With the above understanding of the prosthetic heart valve 20 in mind, one embodiment of a delivery device 50 in accordance with principles of the present disclosure is shown in FIG. 2. The delivery device 50 includes an outer shaft assembly 52, an inner shaft assembly 54, and a handle 56. With additional reference to FIG. 3, the delivery device 50 combines with the prosthetic heart valve 20 to form a system 60 in accordance with principles of the present disclosure for restoring (e.g., replacing) a defective heart valve of a patient. The delivery device 50 is generally configured for percutaneously delivering the prosthetic heart valve 20, in the compressed condition, to a target site and deploying the prosthetic heart valve 20 at the target site. For example, the delivery device 50 provides a delivery state (FIG. 3) in which the prosthetic heart valve 20 is coupled to a valve retainer 70 (schematically illustrated in FIG. 2) of the inner shaft assembly 54, and compressively retained within a capsule 80 of the outer shaft assembly 52. The outer shaft assembly 52 can be manipulated to withdraw the capsule 80 proximally from the prosthetic heart valve 20 via operation of the handle assembly 56 (as schematically reflected by FIG. 3) in defining a deployment state of the delivery device 50. In the deployment state, withdrawing the capsule 80 permits the prosthesis 20 to self-expand (alternatively, be caused to expand) and release from the inner shaft assembly 54. Other features discussed below, where provided, can operate to effectuate this release. Regardless, the inner shaft assembly 54 includes one or more features described below, such as a tip unit 90 and/or a tubular support body 92, that support the prosthetic heart valve 20 during loading onto the inner shaft assembly 54 and while in the delivery state. The tip unit 90 and/or the tubular support body 92 minimizes or prevents crossing or infolding of the stent frame 22 at one or both of the first and second regions 30, 32.
Various features of the components 52-56 reflected in FIGS. 2 and 3 and described below can be modified or replaced with differing structures or mechanisms. Thus, the present disclosure is in no way limited to the outer shaft assembly 52, the inner shaft assembly 54, the handle assembly 56, etc., as shown and described below. More generally, then, some delivery devices in accordance with principles of the present disclosure provide features capable of retaining a self-deploying stented prosthetic heart valve (e.g., the capsule 80), along with one or more components (e.g., the tip unit 90 and/or the tubular support body 92) capable of supporting the prosthetic heart valve when compressed or crimped over the inner shaft assembly 54.

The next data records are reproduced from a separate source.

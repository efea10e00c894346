//! Comment entity (top-level comments and one level of replies).

use sea_orm::entity::prelude::*;
use serde::{Deserialize, Serialize};

#[derive(Clone, Debug, PartialEq, Eq, DeriveEntityModel, Serialize, Deserialize)]
#[sea_orm(table_name = "comment")]
pub struct Model {
    #[sea_orm(primary_key, auto_increment = false)]
    pub id: String,

    #[sea_orm(indexed)]
    pub post_id: String,

    pub user_id: String,

    #[sea_orm(column_type = "Text")]
    pub content: String,

    /// Comment being replied to (NULL = top-level)
    #[sea_orm(nullable)]
    pub parent_id: Option<String>,

    pub created_at: DateTimeWithTimeZone,
}

impl Model {
    /// Whether this comment is a reply to another comment.
    #[must_use]
    pub const fn is_reply(&self) -> bool {
        self.parent_id.is_some()
    }
}

#[derive(Copy, Clone, Debug, EnumIter, DeriveRelation)]
pub enum Relation {
    #[sea_orm(
        belongs_to = "super::post::Entity",
        from = "Column::PostId",
        to = "super::post::Column::Id",
        on_delete = "Cascade"
    )]
    Post,

    #[sea_orm(
        belongs_to = "super::user::Entity",
        from = "Column::UserId",
        to = "super::user::Column::Id",
        on_delete = "Cascade"
    )]
    User,

    #[sea_orm(
        belongs_to = "Entity",
        from = "Column::ParentId",
        to = "Column::Id",
        on_delete = "Cascade"
    )]
    Parent,
}

impl Related<super::post::Entity> for Entity {
    fn to() -> RelationDef {
        Relation::Post.def()
    }
}

impl ActiveModelBehavior for ActiveModel {}
//! Database layer for geofeed.
//!
//! The relational store backing the app: entities, schema migrations and
//! repositories. Repositories apply the row-level ownership rules the hosted
//! store enforces (only the addressee may answer a friend request, only an
//! author may delete their post, and so on).

pub mod entities;
pub mod migrations;
pub mod repositories;
pub mod test_utils;

use geofeed_common::{AppError, Config};
use sea_orm::{ConnectOptions, Database, DatabaseConnection};
use std::time::Duration;
use tracing::log::LevelFilter;

/// Initialize database connection.
pub async fn init(config: &Config) -> Result<DatabaseConnection, AppError> {
    let mut opt = ConnectOptions::new(&config.database.url);

    opt.max_connections(config.database.max_connections)
        .min_connections(config.database.min_connections)
        .connect_timeout(Duration::from_secs(10))
        .acquire_timeout(Duration::from_secs(10))
        .idle_timeout(Duration::from_secs(600))
        .sqlx_logging(true)
        .sqlx_logging_level(LevelFilter::Debug);

    Database::connect(opt)
        .await
        .map_err(|e| AppError::NetworkFailure(e.to_string()))
}

/// Run pending migrations.
pub async fn migrate(db: &DatabaseConnection) -> Result<(), AppError> {
    use sea_orm_migration::MigratorTrait;
    migrations::Migrator::up(db, None)
        .await
        .map_err(|e| AppError::Database(e.to_string()))
}
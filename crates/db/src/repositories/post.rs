//! Post repository.

use std::sync::Arc;

use super::db_error;
use crate::entities::{Post, post};
use geofeed_common::{AppError, AppResult};
use sea_orm::{
    ActiveModelTrait, ColumnTrait, DatabaseConnection, EntityTrait, QueryFilter, QueryOrder,
    QuerySelect,
};

/// Post repository for database operations.
#[derive(Clone)]
pub struct PostRepository {
    db: Arc<DatabaseConnection>,
}

impl PostRepository {
    /// Create a new post repository.
    #[must_use]
    pub const fn new(db: Arc<DatabaseConnection>) -> Self {
        Self { db }
    }

    /// Find a post by ID.
    pub async fn find_by_id(&self, id: &str) -> AppResult<Option<post::Model>> {
        Post::find_by_id(id)
            .one(self.db.as_ref())
            .await
            .map_err(db_error)
    }

    /// Create a new post.
    pub async fn create(&self, model: post::ActiveModel) -> AppResult<post::Model> {
        model.insert(self.db.as_ref()).await.map_err(db_error)
    }

    /// Get posts authored by any of `author_ids`, newest first.
    ///
    /// # Arguments
    /// * `author_ids` - The viewer plus their accepted friends
    /// * `offset` - Number of posts to skip
    /// * `limit` - Maximum number of posts to return
    pub async fn find_by_authors(
        &self,
        author_ids: &[String],
        offset: u64,
        limit: u64,
    ) -> AppResult<Vec<post::Model>> {
        if author_ids.is_empty() || limit == 0 {
            return Ok(vec![]);
        }

        Post::find()
            .filter(post::Column::UserId.is_in(author_ids.to_vec()))
            .order_by_desc(post::Column::CreatedAt)
            .order_by_desc(post::Column::Id)
            .offset(offset)
            .limit(limit)
            .all(self.db.as_ref())
            .await
            .map_err(db_error)
    }

    /// Delete a post owned by `user_id`.
    ///
    /// Reactions and comments cascade. A post that exists but belongs to
    /// someone else yields `Forbidden`.
    pub async fn delete_owned(&self, id: &str, user_id: &str) -> AppResult<()> {
        let result = Post::delete_many()
            .filter(post::Column::Id.eq(id))
            .filter(post::Column::UserId.eq(user_id))
            .exec(self.db.as_ref())
            .await
            .map_err(db_error)?;

        if result.rows_affected > 0 {
            return Ok(());
        }

        match self.find_by_id(id).await? {
            Some(_) => Err(AppError::Forbidden(
                "Only the author can delete a post".to_string(),
            )),
            None => Err(AppError::PostNotFound(id.to_string())),
        }
    }
}
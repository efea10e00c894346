//! Reaction repository.

use std::sync::Arc;

use super::db_error;
use crate::entities::{Reaction, reaction};
use geofeed_common::AppResult;
use sea_orm::{
    ActiveModelTrait, ColumnTrait, DatabaseConnection, EntityTrait, QueryFilter, QueryOrder,
};

/// Reaction repository for database operations.
#[derive(Clone)]
pub struct ReactionRepository {
    db: Arc<DatabaseConnection>,
}

impl ReactionRepository {
    /// Create a new reaction repository.
    #[must_use]
    pub const fn new(db: Arc<DatabaseConnection>) -> Self {
        Self { db }
    }

    /// Get all reactions on any of `post_ids` in a single query.
    pub async fn find_by_posts(&self, post_ids: &[String]) -> AppResult<Vec<reaction::Model>> {
        if post_ids.is_empty() {
            return Ok(vec![]);
        }

        Reaction::find()
            .filter(reaction::Column::PostId.is_in(post_ids.to_vec()))
            .order_by_asc(reaction::Column::Id)
            .all(self.db.as_ref())
            .await
            .map_err(db_error)
    }

    /// Create a new reaction.
    ///
    /// A second reaction by the same user on the same post surfaces as
    /// `Conflict`; a deleted post surfaces as `NotFound`.
    pub async fn create(&self, model: reaction::ActiveModel) -> AppResult<reaction::Model> {
        model.insert(self.db.as_ref()).await.map_err(db_error)
    }

    /// Delete the reaction a user left on a post.
    ///
    /// Returns the number of rows removed (zero when there was none).
    pub async fn delete_by_user_and_post(&self, user_id: &str, post_id: &str) -> AppResult<u64> {
        let result = Reaction::delete_many()
            .filter(reaction::Column::UserId.eq(user_id))
            .filter(reaction::Column::PostId.eq(post_id))
            .exec(self.db.as_ref())
            .await
            .map_err(db_error)?;

        Ok(result.rows_affected)
    }
}

#[cfg(test)]
#[allow(clippy::unwrap_used)]
mod tests {
    use super::*;
    use chrono::Utc;
    use sea_orm::{DatabaseBackend, MockDatabase, MockExecResult};

    fn create_test_reaction(id: &str, user_id: &str, post_id: &str, emoji: &str) -> reaction::Model {
        reaction::Model {
            id: id.to_string(),
            post_id: post_id.to_string(),
            user_id: user_id.to_string(),
            emoji: emoji.to_string(),
            created_at: Utc::now().into(),
        }
    }

    #[tokio::test]
    async fn test_find_by_posts() {
        let r1 = create_test_reaction("r1", "user1", "post1", "🔥");
        let r2 = create_test_reaction("r2", "user2", "post2", "❤️");

        let db = Arc::new(
            MockDatabase::new(DatabaseBackend::Postgres)
                .append_query_results([[r1, r2]])
                .into_connection(),
        );

        let repo = ReactionRepository::new(db);
        let result = repo
            .find_by_posts(&["post1".to_string(), "post2".to_string()])
            .await
            .unwrap();

        assert_eq!(result.len(), 2);
    }

    #[tokio::test]
    async fn test_find_by_posts_empty() {
        let db = Arc::new(MockDatabase::new(DatabaseBackend::Postgres).into_connection());

        let repo = ReactionRepository::new(db);
        assert!(repo.find_by_posts(&[]).await.unwrap().is_empty());
    }

    #[tokio::test]
    async fn test_delete_by_user_and_post() {
        let db = Arc::new(
            MockDatabase::new(DatabaseBackend::Postgres)
                .append_exec_results([MockExecResult {
                    last_insert_id: 0,
                    rows_affected: 1,
                }])
                .into_connection(),
        );

        let repo = ReactionRepository::new(db);
        let removed = repo.delete_by_user_and_post("user1", "post1").await.unwrap();

        assert_eq!(removed, 1);
    }
}
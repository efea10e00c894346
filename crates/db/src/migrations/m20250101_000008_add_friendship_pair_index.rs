//! Migration allowing at most one live friendship edge per unordered user pair.
//!
//! Declined edges are excluded so a declined request can be sent again.
//! Existing duplicate live edges are collapsed first, keeping the edge that
//! decides the relationship: an accepted edge, otherwise the newest pending
//! one by `(created_at, id)`.

use sea_orm_migration::prelude::*;

#[derive(DeriveMigrationName)]
pub struct Migration;

#[async_trait::async_trait]
impl MigrationTrait for Migration {
    async fn up(&self, manager: &SchemaManager) -> Result<(), DbErr> {
        manager
            .get_connection()
            .execute_unprepared(
                r"
                DELETE FROM friendship
                WHERE id IN (
                    SELECT id FROM (
                        SELECT id,
                               ROW_NUMBER() OVER (
                                   PARTITION BY LEAST(requester_id, addressee_id),
                                                GREATEST(requester_id, addressee_id)
                                   ORDER BY (status = 'accepted') DESC, created_at DESC, id DESC
                               ) AS rn
                        FROM friendship
                        WHERE status <> 'declined'
                    ) ranked
                    WHERE ranked.rn > 1
                );
                ",
            )
            .await?;

        manager
            .get_connection()
            .execute_unprepared(
                r"
                CREATE UNIQUE INDEX IF NOT EXISTS idx_friendship_live_pair
                ON friendship (
                    LEAST(requester_id, addressee_id),
                    GREATEST(requester_id, addressee_id)
                )
                WHERE status <> 'declined';
                ",
            )
            .await?;

        Ok(())
    }

    async fn down(&self, manager: &SchemaManager) -> Result<(), DbErr> {
        manager
            .get_connection()
            .execute_unprepared("DROP INDEX IF EXISTS idx_friendship_live_pair;")
            .await?;

        Ok(())
    }
}
//! Fetch sequencing.
//!
//! Refreshes, pagination and focus-triggered refetches can resolve out of
//! order. Each outstanding fetch carries a [`Ticket`]; only the most recently
//! issued ticket may apply its result.

/// Identifies one outstanding fetch.
#[derive(Debug, Clone, Copy, PartialEq, Eq, PartialOrd, Ord, Hash)]
pub struct Ticket(u64);

/// Issues tickets and decides which one is current.
#[derive(Debug, Clone, Default)]
pub struct FetchSequence {
    latest: u64,
}

impl FetchSequence {
    /// Create a sequence with no outstanding fetches.
    #[must_use]
    pub const fn new() -> Self {
        Self { latest: 0 }
    }

    /// Issue a ticket for a new fetch, superseding every earlier one.
    pub const fn issue(&mut self) -> Ticket {
        self.latest += 1;
        Ticket(self.latest)
    }

    /// Whether `ticket` is still the latest issued.
    #[must_use]
    pub const fn is_current(&self, ticket: Ticket) -> bool {
        ticket.0 == self.latest
    }

    /// Make every outstanding ticket stale (screen unmounted, signed out).
    pub const fn invalidate_all(&mut self) {
        self.latest += 1;
    }
}
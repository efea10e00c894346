//! Friendship edge entity (a directed request that becomes mutual once accepted).

use sea_orm::entity::prelude::*;
use serde::{Deserialize, Serialize};

/// Friendship edge status.
#[derive(Debug, Clone, Copy, PartialEq, Eq, Hash, EnumIter, DeriveActiveEnum, Serialize, Deserialize)]
#[sea_orm(rs_type = "String", db_type = "String(StringLen::N(16))")]
#[serde(rename_all = "lowercase")]
pub enum FriendshipStatus {
    #[sea_orm(string_value = "pending")]
    Pending,
    #[sea_orm(string_value = "accepted")]
    Accepted,
    #[sea_orm(string_value = "declined")]
    Declined,
}

#[derive(Clone, Debug, PartialEq, Eq, DeriveEntityModel, Serialize, Deserialize)]
#[sea_orm(table_name = "friendship")]
pub struct Model {
    #[sea_orm(primary_key, auto_increment = false)]
    pub id: String,

    /// The user who sent the request
    #[sea_orm(indexed)]
    pub requester_id: String,

    /// The user who received the request
    #[sea_orm(indexed)]
    pub addressee_id: String,

    pub status: FriendshipStatus,

    pub created_at: DateTimeWithTimeZone,
}

impl Model {
    /// Whether this edge connects `a` and `b`, in either direction.
    #[must_use]
    pub fn connects(&self, a: &str, b: &str) -> bool {
        (self.requester_id == a && self.addressee_id == b)
            || (self.requester_id == b && self.addressee_id == a)
    }

    /// Whether `user_id` is one of the two endpoints.
    #[must_use]
    pub fn touches(&self, user_id: &str) -> bool {
        self.requester_id == user_id || self.addressee_id == user_id
    }

    /// The endpoint that is not `user_id`.
    #[must_use]
    pub fn other_party(&self, user_id: &str) -> &str {
        if self.requester_id == user_id {
            &self.addressee_id
        } else {
            &self.requester_id
        }
    }
}

#[derive(Copy, Clone, Debug, EnumIter, DeriveRelation)]
pub enum Relation {
    #[sea_orm(
        belongs_to = "super::user::Entity",
        from = "Column::RequesterId",
        to = "super::user::Column::Id",
        on_delete = "Cascade"
    )]
    Requester,

    #[sea_orm(
        belongs_to = "super::user::Entity",
        from = "Column::AddresseeId",
        to = "super::user::Column::Id",
        on_delete = "Cascade"
    )]
    Addressee,
}

impl ActiveModelBehavior for ActiveModel {}
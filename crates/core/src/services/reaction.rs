//! Reaction ledger.
//!
//! Each user holds at most one reaction per post. Toggling is applied to the
//! local tallies first and then reconciled with the store as a delete of the
//! user's existing row followed by an insert of the new one.

use std::collections::{BTreeMap, HashMap};
use std::sync::Arc;

use chrono::Utc;
use geofeed_common::{AppError, AppResult, IdGenerator};
use geofeed_db::entities::reaction;
use serde::Serialize;

use crate::services::optimistic;
use crate::services::store::{ReactionStore, Stores};

/// The emoji a post can be reacted with.
pub const REACTION_EMOJIS: [&str; 6] = ["❤️", "🔥", "😂", "😮", "😢", "👏"];

/// Whether `emoji` is one of [`REACTION_EMOJIS`].
#[must_use]
pub fn is_supported(emoji: &str) -> bool {
    REACTION_EMOJIS.contains(&emoji)
}

/// Per-emoji reaction counts for one post.
///
/// Entries that drop to zero are kept, but compare equal to absent ones.
#[derive(Debug, Clone, Default, Serialize)]
#[serde(transparent)]
pub struct ReactionCounts(BTreeMap<String, u64>);

impl ReactionCounts {
    #[must_use]
    pub fn new() -> Self {
        Self::default()
    }

    #[must_use]
    pub fn get(&self, emoji: &str) -> u64 {
        self.0.get(emoji).copied().unwrap_or(0)
    }

    pub fn increment(&mut self, emoji: &str) {
        *self.0.entry(emoji.to_string()).or_insert(0) += 1;
    }

    /// Decrement, never going below zero.
    pub fn decrement(&mut self, emoji: &str) {
        let count = self.0.entry(emoji.to_string()).or_insert(0);
        *count = count.saturating_sub(1);
    }

    /// Sum over every emoji.
    #[must_use]
    pub fn total(&self) -> u64 {
        self.0.values().sum()
    }

    /// Non-zero counts in emoji order.
    pub fn iter(&self) -> impl Iterator<Item = (&str, u64)> {
        self.0
            .iter()
            .filter(|(_, count)| **count > 0)
            .map(|(emoji, count)| (emoji.as_str(), *count))
    }
}

impl PartialEq for ReactionCounts {
    fn eq(&self, other: &Self) -> bool {
        self.iter().eq(other.iter())
    }
}

impl Eq for ReactionCounts {}

impl<S: Into<String>> FromIterator<(S, u64)> for ReactionCounts {
    fn from_iter<I: IntoIterator<Item = (S, u64)>>(iter: I) -> Self {
        Self(iter.into_iter().map(|(e, c)| (e.into(), c)).collect())
    }
}

/// Tallies for one post plus the viewer's own reaction.
#[derive(Debug, Clone, Default, PartialEq, Eq, Serialize)]
pub struct ReactionState {
    pub counts: ReactionCounts,
    pub user_reaction: Option<String>,
}

impl ReactionState {
    /// Fold the reaction rows of a single post from `viewer_id`'s perspective.
    #[must_use]
    pub fn from_rows<'a>(
        rows: impl IntoIterator<Item = &'a reaction::Model>,
        viewer_id: &str,
    ) -> Self {
        let mut state = Self::default();
        for row in rows {
            state.counts.increment(&row.emoji);
            if row.user_id == viewer_id {
                state.user_reaction = Some(row.emoji.clone());
            }
        }
        state
    }

    /// The state after the viewer toggles `emoji`.
    ///
    /// Toggling the current reaction clears it; any other emoji replaces it.
    #[must_use]
    pub fn toggled(&self, emoji: &str) -> Self {
        let mut next = self.clone();

        if self.user_reaction.as_deref() == Some(emoji) {
            next.counts.decrement(emoji);
            next.user_reaction = None;
            return next;
        }

        if let Some(previous) = &self.user_reaction {
            next.counts.decrement(previous);
        }
        next.counts.increment(emoji);
        next.user_reaction = Some(emoji.to_string());
        next
    }
}

/// Group reaction rows by post and fold each group for `viewer_id`.
#[must_use]
pub fn fold_by_post(rows: &[reaction::Model], viewer_id: &str) -> HashMap<String, ReactionState> {
    let mut grouped: HashMap<&str, Vec<&reaction::Model>> = HashMap::new();
    for row in rows {
        grouped.entry(row.post_id.as_str()).or_default().push(row);
    }

    grouped
        .into_iter()
        .map(|(post_id, rows)| (post_id.to_string(), ReactionState::from_rows(rows, viewer_id)))
        .collect()
}

/// Reaction service for business logic.
#[derive(Clone)]
pub struct ReactionService {
    reactions: Arc<dyn ReactionStore>,
    id_gen: IdGenerator,
}

impl ReactionService {
    #[must_use]
    pub fn new(stores: &Stores) -> Self {
        Self {
            reactions: Arc::clone(&stores.reactions),
            id_gen: IdGenerator::new(),
        }
    }

    /// Toggle `emoji` on `post_id` for `viewer_id`.
    ///
    /// `state` is updated before the store is contacted and restored to its
    /// exact previous value if reconciliation fails.
    pub async fn toggle(
        &self,
        post_id: &str,
        viewer_id: &str,
        emoji: &str,
        state: &mut ReactionState,
    ) -> AppResult<()> {
        if !is_supported(emoji) {
            return Err(AppError::BadRequest(format!("Unsupported reaction: {emoji}")));
        }

        let previous = state.user_reaction.clone();
        let next = state.toggled(emoji);
        let wanted = next.user_reaction.clone();

        optimistic::apply(
            state,
            |s| *s = next,
            self.reconcile(post_id, viewer_id, previous, wanted),
        )
        .await
    }

    async fn reconcile(
        &self,
        post_id: &str,
        viewer_id: &str,
        previous: Option<String>,
        wanted: Option<String>,
    ) -> AppResult<()> {
        let removed = self.reactions.delete_reaction(post_id, viewer_id).await?;
        tracing::debug!(post_id, viewer_id, removed, "Cleared reaction");

        let Some(emoji) = wanted else {
            return Ok(());
        };

        let err = match self
            .reactions
            .insert_reaction(self.row(post_id, viewer_id, &emoji))
            .await
        {
            Ok(_) => return Ok(()),
            Err(err) => err,
        };

        // The delete already went through; try to put the old reaction back
        if let Some(previous) = previous {
            if let Err(restore_err) = self
                .reactions
                .insert_reaction(self.row(post_id, viewer_id, &previous))
                .await
            {
                tracing::warn!(
                    post_id,
                    viewer_id,
                    error = %restore_err,
                    "Failed to restore previous reaction"
                );
            }
        }

        Err(err)
    }

    fn row(&self, post_id: &str, user_id: &str, emoji: &str) -> reaction::Model {
        reaction::Model {
            id: self.id_gen.generate(),
            post_id: post_id.to_string(),
            user_id: user_id.to_string(),
            emoji: emoji.to_string(),
            created_at: Utc::now().into(),
        }
    }
}
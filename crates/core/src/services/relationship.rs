//! Relationship resolution.
//!
//! Derives how a viewer relates to another user from the raw friendship
//! edges. Declined edges are ignored, so a declined request reads as no
//! relationship and may be sent again. If several live edges exist for one
//! pair, an accepted edge wins, otherwise the newest pending edge decides.

use geofeed_db::entities::friendship::{self, FriendshipStatus};
use serde::Serialize;

/// How the viewer relates to another user.
#[derive(Debug, Clone, Copy, PartialEq, Eq, Hash, Serialize)]
#[serde(rename_all = "snake_case")]
pub enum RelationshipState {
    /// No live edge between the two users.
    None,
    /// The viewer sent a request that is still pending.
    PendingSent,
    /// The other user sent a request that is still pending.
    PendingReceived,
    /// An accepted edge connects the two users.
    Friends,
}

/// Find the edge that decides the relationship between `viewer_id` and `other_id`.
#[must_use]
pub fn deciding_edge<'a>(
    viewer_id: &str,
    other_id: &str,
    edges: &'a [friendship::Model],
) -> Option<&'a friendship::Model> {
    let live = edges
        .iter()
        .filter(|e| e.status != FriendshipStatus::Declined && e.connects(viewer_id, other_id));

    live.max_by(|a, b| {
        let rank = |e: &friendship::Model| u8::from(e.status == FriendshipStatus::Accepted);
        rank(a)
            .cmp(&rank(b))
            .then_with(|| a.created_at.cmp(&b.created_at))
            .then_with(|| a.id.cmp(&b.id))
    })
}

/// Classify the relationship between `viewer_id` and `other_id`.
#[must_use]
pub fn resolve(viewer_id: &str, other_id: &str, edges: &[friendship::Model]) -> RelationshipState {
    if viewer_id == other_id {
        return RelationshipState::None;
    }

    match deciding_edge(viewer_id, other_id, edges) {
        None => RelationshipState::None,
        Some(edge) => match edge.status {
            FriendshipStatus::Accepted => RelationshipState::Friends,
            FriendshipStatus::Pending if edge.requester_id == viewer_id => {
                RelationshipState::PendingSent
            }
            FriendshipStatus::Pending => RelationshipState::PendingReceived,
            FriendshipStatus::Declined => RelationshipState::None,
        },
    }
}
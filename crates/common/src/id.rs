//! ID generation utilities.

use ulid::Ulid;

/// ID generator for posts, comments, reactions and friendship edges.
#[derive(Debug, Clone, Default)]
pub struct IdGenerator {
    _private: (),
}

impl IdGenerator {
    /// Create a new ID generator.
    #[must_use]
    pub const fn new() -> Self {
        Self { _private: () }
    }

    /// Generate a new ULID-based ID.
    ///
    /// ULIDs sort by creation time, so ordering rows by id approximates
    /// ordering them by `created_at`.
    #[must_use]
    pub fn generate(&self) -> String {
        Ulid::new().to_string().to_lowercase()
    }
}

In some embodiments, the outer shaft assembly 52 includes the capsule 80 and a shaft 100, and defines a proximal end 102 and distal end 104. A lumen 106 (identified in FIG. 3) is formed by the outer shaft assembly 52, extending from the distal end 104 through the capsule 80 and at least a portion of the shaft 100. The lumen 106 can be open at the proximal end 102. The capsule 80 extends distally from the shaft 100, and in some embodiments has a more stiffened construction (as compared to a stiffness of the shaft 80) that exhibits sufficient radial or circumferential rigidity to overtly resist the expected expansive forces of the prosthetic heart valve 20 when compressed within the capsule 80. For example, the shaft 100 can be a polymer tube embedded with a metal braiding, whereas the capsule 80 may include a laser-cut metal tube that is optionally embedded within a polymer covering. Alternatively, the capsule 80 and the shaft 100 can have a more uniform construction (e.g., a continuous polymer tube). Regardless, the capsule 80 is constructed to compressively retain the stented prosthetic heart valve 20 at a predetermined diameter when loaded within the capsule 80, and the shaft 100 serves to connect the capsule 80 with the handle assembly 56. The shaft 100 (as well as the capsule 80) is constructed to be sufficiently flexible for passage through a patient's vasculature, yet exhibits sufficient longitudinal rigidity to effectuate desired axial movement of the capsule 80. In other words, proximal retraction of the shaft 100 is directly transferred to the capsule 80 and causes a corresponding proximal retraction of the capsule 80. In other embodiments, the shaft 100 is further configured to transmit a user-generated rotational force or movement onto the capsule 80.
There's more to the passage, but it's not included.